Two bills involving Class “D” felony convictions and access to firearms have advanced through the legislative process this week.
The House unanimously passed HF 831 on Thursday. The bill, if signed into law, will provide Iowans a one-time expungement opportunity if they have been convicted of an eligible nonviolent class “D” felony. Sentences must have been discharged for more than 10 years without further convictions or deferred judgements for any misdemeanors or felonies. They must have also satisfied parole and probation conditions and any court-ordered costs.
“This bill is a good example of bipartisan common sense criminal justice reform,” Rep. Mary Lynn Wolfe, D-Clinton, ranking member of the Judiciary Committee, said on the floor of the House. “The enactment of this bill will have a positive impact on the lives of potentially tens of thousands of Iowans and will, over time, make Iowa a safer and a better place to live.”
Rep. Dustin Hite, R-New Sharon, floor manager on the bill, asked for support on the bill as well.
“This is a great piece of second chance legislation that I believe that we can all rally behind,” Hite said. “This is a bill that acknowledges that people make mistakes in their life, but we also believe that those mistakes should not follow them for the rest of their life.”
With amendment H-1258, the bill, which had previously specified which Class “D” felonies are ineligible for the one-time exemption, also specifies which Class “D” felonies are eligible to be expunged.
“This change narrows the scope of the bill and is being made at the suggestion of the County Attorneys Association,” Wolfe said.
It also clarifies that a felony deferred judgment or a felony conviction that has been expunged is not considered a felony conviction for purposes of Iowa’s law prohibiting convicted felons from possessing a firearm.
“This is consistent with federal law and current practice at the state level,” Wolfe said.
In 2010, there were 4,983 convictions for Class “D” felonies that had been categorized in “as property, drug, public, other or unknown crime types” and the bill is estimated to increase Judicial Branch operating budget costs by $126,000 annually beginning in fiscal year 2022 due to review of an estimated 1,644 expungement applications per year, a fiscal note published March 15 for the bill states. Costs would “likely be higher” than this estimate if applications for expungement filed in the first several years after enactment since “it is possible” that the initial group of applications “will be all convictions for which at least 10 years have passed since discharge of sentence.”

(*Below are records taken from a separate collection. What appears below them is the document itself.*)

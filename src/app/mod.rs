use std::sync::Arc;
use std::sync::mpsc::{self, Receiver, TryRecvError};
use std::thread;
use std::time::Duration;

use eframe::egui::{self, Context};
use tracing::{error, info, warn};

use crate::board::{Board, BoardDirectory, BoardSource, load_board};
use crate::radar::{ChartRadius, InteractionController, MarkerId, RadarCanvas, Route};

mod chart;
mod navigation;
mod panels;
mod strategy;
mod surface;

use navigation::ChannelNavigator;

#[derive(Clone, Debug)]
pub struct ViewSettings {
    pub initial_chart: Option<String>,
    pub radius: ChartRadius,
    pub lookup_latency: Duration,
}

pub struct RadarBoardApp {
    source: BoardSource,
    settings: ViewSettings,
    state: AppState,
    reload_rx: Option<Receiver<Result<Board, String>>>,
}

enum AppState {
    Loading {
        rx: Receiver<Result<Board, String>>,
    },
    Ready(Box<ViewModel>),
    Error(String),
}

struct ViewModel {
    board: Board,
    active_chart: String,
    snapshot_revision: u64,
    radius: ChartRadius,
    radius_px: f32,
    show_radar: bool,
    show_strategy: bool,
    search: String,
    selected: Option<usize>,
    canvas: RadarCanvas,
    controller: InteractionController,
    routes_rx: Receiver<Route>,
    last_route: Option<Route>,
    status: Option<String>,
}

impl RadarBoardApp {
    pub fn new(_cc: &eframe::CreationContext<'_>, source: BoardSource, settings: ViewSettings) -> Self {
        let state = Self::start_load(source.clone());
        Self {
            source,
            settings,
            state,
            reload_rx: None,
        }
    }

    fn spawn_load(source: BoardSource) -> Receiver<Result<Board, String>> {
        let (tx, rx) = mpsc::channel();

        thread::spawn(move || {
            let result = load_board(&source).map_err(|error| format!("{error:#}"));
            let _ = tx.send(result);
        });

        rx
    }

    fn start_load(source: BoardSource) -> AppState {
        info!(%source, "loading radar board");
        AppState::Loading {
            rx: Self::spawn_load(source),
        }
    }

    fn ready_state(board: Board, settings: &ViewSettings) -> AppState {
        AppState::Ready(Box::new(ViewModel::new(board, settings)))
    }
}

impl eframe::App for RadarBoardApp {
    fn update(&mut self, ctx: &Context, _frame: &mut eframe::Frame) {
        let mut transition = None;

        match &mut self.state {
            AppState::Loading { rx } => {
                if let Ok(result) = rx.try_recv() {
                    transition = Some(match result {
                        Ok(board) => Self::ready_state(board, &self.settings),
                        Err(message) => {
                            error!(%message, "failed to load radar board");
                            AppState::Error(message)
                        }
                    });
                } else {
                    ctx.request_repaint_after(Duration::from_millis(50));
                }

                egui::CentralPanel::default().show(ctx, |ui| {
                    ui.vertical_centered(|ui| {
                        ui.add_space(120.0);
                        ui.heading("Loading radar board...");
                        ui.add_space(8.0);
                        ui.spinner();
                    });
                });
            }
            AppState::Error(message) => {
                egui::CentralPanel::default().show(ctx, |ui| {
                    ui.heading("Failed to load radar board");
                    ui.add_space(6.0);
                    ui.label(message.as_str());
                    ui.add_space(10.0);
                    if ui.button("Retry").clicked() {
                        transition = Some(Self::start_load(self.source.clone()));
                    }
                });
            }
            AppState::Ready(model) => {
                let mut reload_requested = false;
                let is_reloading = self.reload_rx.is_some();
                model.show(ctx, &self.source, &mut reload_requested, is_reloading);

                if reload_requested && self.reload_rx.is_none() {
                    info!(source = %self.source, "reloading radar board");
                    self.reload_rx = Some(Self::spawn_load(self.source.clone()));
                }

                if let Some(rx) = self.reload_rx.take() {
                    match rx.try_recv() {
                        Ok(Ok(board)) => {
                            let settings = ViewSettings {
                                initial_chart: Some(model.active_chart.clone()),
                                radius: model.radius,
                                ..self.settings.clone()
                            };
                            transition = Some(Self::ready_state(board, &settings));
                        }
                        Ok(Err(message)) => {
                            error!(%message, "failed to reload radar board");
                            transition = Some(AppState::Error(message));
                        }
                        Err(TryRecvError::Empty) => {
                            self.reload_rx = Some(rx);
                            ctx.request_repaint_after(Duration::from_millis(50));
                        }
                        Err(TryRecvError::Disconnected) => {
                            transition = Some(AppState::Error(
                                "Background load worker disconnected".to_owned(),
                            ));
                        }
                    }
                }
            }
        }

        if let Some(next_state) = transition {
            self.reload_rx = None;
            self.state = next_state;
        }
    }
}

impl ViewModel {
    fn new(board: Board, settings: &ViewSettings) -> Self {
        let lookup = Arc::new(BoardDirectory::new(&board, settings.lookup_latency));
        let (navigator, routes_rx) = ChannelNavigator::new();
        let controller = InteractionController::new(lookup, Box::new(navigator));

        let requested = settings
            .initial_chart
            .as_deref()
            .filter(|id| board.chart(id).is_some());
        if let Some(id) = settings.initial_chart.as_deref()
            && requested.is_none()
        {
            warn!(chart = id, "requested chart is not on the board; opening the first one");
        }
        let active_chart = requested
            .map(str::to_owned)
            .or_else(|| board.charts.first().map(|chart| chart.id.clone()))
            .unwrap_or_default();

        let mut model = Self {
            board,
            active_chart: String::new(),
            snapshot_revision: 0,
            radius: settings.radius,
            radius_px: settings.radius.get(),
            show_radar: true,
            show_strategy: true,
            search: String::new(),
            selected: None,
            canvas: RadarCanvas::default(),
            controller,
            routes_rx,
            last_route: None,
            status: None,
        };
        model.activate_chart(&active_chart);
        model
    }

    /// Switches the rendered snapshot. Every switch is a new revision, so the canvas
    /// rebuilds and the controller drops any hover session.
    fn activate_chart(&mut self, chart_id: &str) {
        let Some(chart) = self.board.chart(chart_id) else {
            warn!(chart = chart_id, "cannot open unknown chart");
            self.status = Some(format!("Chart {chart_id} is not on this board."));
            return;
        };

        let items = Arc::clone(&chart.items);
        info!(chart = chart_id, items = items.len(), "opening chart");

        self.active_chart = chart_id.to_owned();
        self.snapshot_revision += 1;
        self.selected = None;
        self.controller.set_snapshot(chart_id, items);
    }

    fn set_radius(&mut self, px: f32) {
        match ChartRadius::new(px) {
            Ok(radius) => self.radius = radius,
            Err(error) => warn!(%error, "ignoring invalid radius"),
        }
    }

    /// Marker and list clicks. An item without an id has no route, so its details open
    /// in place next to the error.
    fn open_item(&mut self, marker: MarkerId) {
        match self.controller.click(marker) {
            Ok(_) => self.status = None,
            Err(error) => {
                if self.controller.item(marker).is_some() {
                    self.selected = Some(marker.0);
                }
                self.status = Some(error.to_string());
            }
        }
    }

    /// Applies queued navigation intents. Returns whether any were applied.
    fn handle_routes(&mut self) -> bool {
        let mut applied = false;
        while let Ok(route) = self.routes_rx.try_recv() {
            applied = true;
            match &route {
                Route::Item { chart_id, item_id } => {
                    if chart_id != &self.active_chart {
                        self.activate_chart(chart_id);
                    }
                    self.selected = self
                        .board
                        .chart(&self.active_chart)
                        .and_then(|chart| chart.item_index(item_id));
                    if self.selected.is_none() {
                        warn!(%route, "navigated to an item that is not on the board");
                    }
                }
                Route::Chart { chart_id } => self.activate_chart(chart_id),
            }
            self.last_route = Some(route);
        }
        applied
    }
}

#[cfg(test)]
mod tests {
    use super::*;

    fn demo_model() -> ViewModel {
        let board = load_board(&BoardSource::Demo).unwrap();
        let settings = ViewSettings {
            initial_chart: Some("strategy".to_owned()),
            radius: ChartRadius::default(),
            lookup_latency: Duration::ZERO,
        };
        ViewModel::new(board, &settings)
    }

    #[test]
    fn item_without_id_opens_details_next_to_the_error() {
        let mut model = demo_model();
        let index = model
            .board
            .chart("strategy")
            .unwrap()
            .items
            .iter()
            .position(|item| item.id.is_none())
            .unwrap();

        model.open_item(MarkerId(index));

        assert_eq!(model.selected, Some(index));
        assert!(model.status.is_some());
        assert!(!model.handle_routes());
    }

    #[test]
    fn item_with_id_is_opened_through_its_route() {
        let mut model = demo_model();
        model.status = Some("stale".to_owned());

        model.open_item(MarkerId(0));
        assert!(model.handle_routes());

        assert_eq!(model.selected, Some(0));
        assert_eq!(model.status, None);
        assert_eq!(
            model.last_route.as_ref().map(Route::to_string).as_deref(),
            Some("/radar/strategy/items/s1")
        );
    }

    #[test]
    fn unknown_marker_selects_nothing() {
        let mut model = demo_model();
        model.open_item(MarkerId(999));
        assert_eq!(model.selected, None);
        assert!(model.status.is_some());
    }
}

The bill proceeds to the Senate.
The Senate passed in a 31-17 vote on March 22 the guns omnibus bill, HF 756. An updated fiscal note was published March 22 following the House’s amendments to and passage of the bill after hours of discussion. Private gun dealers who transfer, loan or rent firearms who “know or should reasonably know” that the recipient is ineligible to posses the weapon would be committing a class “D” felony.
The bill now awaits Gov. Kim Reynolds’ signature.